=== EXTRACTED RECORDS ===

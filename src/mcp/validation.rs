//! Argument constraints shared by the tool catalog.
//!
//! Every check runs before any upstream call is issued.

use std::collections::BTreeMap;
use thiserror::Error;

use crate::websets::PathError;

/// Largest page size the upstream API accepts.
pub const MAX_LIMIT: i64 = 100;
/// Upstream cap on search criteria per search.
pub const MAX_CRITERIA: usize = 5;
/// Upstream cap on enrichment options.
pub const MAX_OPTIONS: usize = 150;
/// Upstream cap on a single metadata value.
pub const MAX_METADATA_VALUE_LEN: usize = 1000;

/// Free-form key/value annotations attached to upstream resources.
pub type Metadata = BTreeMap<String, String>;

#[derive(Debug, Clone, PartialEq, Eq, Error)]
pub enum ValidationError {
    /// Arguments did not match the declared shape (wrong type, unknown variant, missing field).
    #[error("{0}")]
    Malformed(String),

    #[error("{field} must be between {min} and {max}, got {value}")]
    OutOfRange {
        field: String,
        value: i64,
        min: i64,
        max: i64,
    },

    #[error("{field} must be at least {min}, got {value}")]
    TooSmall { field: String, value: i64, min: i64 },

    #[error("{field} accepts at most {max} entries, got {len}")]
    TooMany {
        field: String,
        len: usize,
        max: usize,
    },

    #[error("{0} must not be empty")]
    Empty(String),

    #[error("{field} exceeds {max} characters")]
    TooLong { field: String, max: usize },

    #[error("{field} is required when {when}")]
    MissingCompanion { field: String, when: String },

    #[error("{field} is not allowed when {when}")]
    NotAllowed { field: String, when: String },

    #[error("{0}")]
    Invalid(String),
}

impl From<PathError> for ValidationError {
    fn from(err: PathError) -> Self {
        match err {
            PathError::EmptyParam(name) => ValidationError::Empty(name),
            other => ValidationError::Invalid(other.to_string()),
        }
    }
}

impl From<serde_json::Error> for ValidationError {
    fn from(err: serde_json::Error) -> Self {
        ValidationError::Malformed(err.to_string())
    }
}

pub fn check_limit(limit: Option<i64>) -> Result<(), ValidationError> {
    match limit {
        Some(value) if !(1..=MAX_LIMIT).contains(&value) => Err(ValidationError::OutOfRange {
            field: "limit".to_string(),
            value,
            min: 1,
            max: MAX_LIMIT,
        }),
        _ => Ok(()),
    }
}

pub fn check_min(field: &str, value: Option<i64>, min: i64) -> Result<(), ValidationError> {
    match value {
        Some(value) if value < min => Err(ValidationError::TooSmall {
            field: field.to_string(),
            value,
            min,
        }),
        _ => Ok(()),
    }
}

pub fn check_not_blank(field: &str, value: &str) -> Result<(), ValidationError> {
    if value.trim().is_empty() {
        return Err(ValidationError::Empty(field.to_string()));
    }
    Ok(())
}

pub fn check_max_len<T>(field: &str, items: &[T], max: usize) -> Result<(), ValidationError> {
    if items.len() > max {
        return Err(ValidationError::TooMany {
            field: field.to_string(),
            len: items.len(),
            max,
        });
    }
    Ok(())
}

pub fn check_non_empty_list<T>(field: &str, items: &[T]) -> Result<(), ValidationError> {
    if items.is_empty() {
        return Err(ValidationError::Empty(field.to_string()));
    }
    Ok(())
}

pub fn check_metadata(metadata: Option<&Metadata>) -> Result<(), ValidationError> {
    let Some(metadata) = metadata else {
        return Ok(());
    };
    for (key, value) in metadata {
        check_not_blank("metadata key", key)?;
        if value.chars().count() > MAX_METADATA_VALUE_LEN {
            return Err(ValidationError::TooLong {
                field: format!("metadata.{}", key),
                max: MAX_METADATA_VALUE_LEN,
            });
        }
    }
    Ok(())
}

/// Standard five-field cron expression: minute hour day-of-month month day-of-week.
pub fn check_cron(cron: &str) -> Result<(), ValidationError> {
    let fields = cron.split_whitespace().count();
    if fields != 5 {
        return Err(ValidationError::Invalid(format!(
            "cron must have 5 fields (minute hour day month weekday), got {}",
            fields
        )));
    }
    Ok(())
}

pub fn check_http_url(field: &str, url: &str) -> Result<(), ValidationError> {
    match reqwest::Url::parse(url) {
        Ok(parsed) if matches!(parsed.scheme(), "http" | "https") && parsed.has_host() => Ok(()),
        _ => Err(ValidationError::Invalid(format!(
            "{} must be an http(s) URL, got {:?}",
            field, url
        ))),
    }
}

/// Update operations must change something.
pub fn check_any_field(present: &[bool], fields: &str) -> Result<(), ValidationError> {
    if present.iter().any(|p| *p) {
        return Ok(());
    }
    Err(ValidationError::Invalid(format!(
        "at least one of {} must be provided",
        fields
    )))
}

===

# GOAL OF THE EXERCISE
In the records above, the line with "fn from(err: PathError)" marks the start and the line with "pub fn check_not_blank(field: &str, value: &str)" marks the end; copy that stretch exactly, both lines included, and nothing else.

# OUTPUT FOR THIS TASK
    fn from(err: PathError) -> Self {
        match err {
            PathError::EmptyParam(name) => ValidationError::Empty(name),
            other => ValidationError::Invalid(other.to_string()),
        }
    }
}

impl From<serde_json::Error> for ValidationError {
    fn from(err: serde_json::Error) -> Self {
        ValidationError::Malformed(err.to_string())
    }
}

pub fn check_limit(limit: Option<i64>) -> Result<(), ValidationError> {
    match limit {
        Some(value) if !(1..=MAX_LIMIT).contains(&value) => Err(ValidationError::OutOfRange {
            field: "limit".to_string(),
            value,
            min: 1,
            max: MAX_LIMIT,
        }),
        _ => Ok(()),
    }
}

pub fn check_min(field: &str, value: Option<i64>, min: i64) -> Result<(), ValidationError> {
    match value {
        Some(value) if value < min => Err(ValidationError::TooSmall {
            field: field.to_string(),
            value,
            min,
        }),
        _ => Ok(()),
    }
}

pub fn check_not_blank(field: &str, value: &str) -> Result<(), ValidationError> {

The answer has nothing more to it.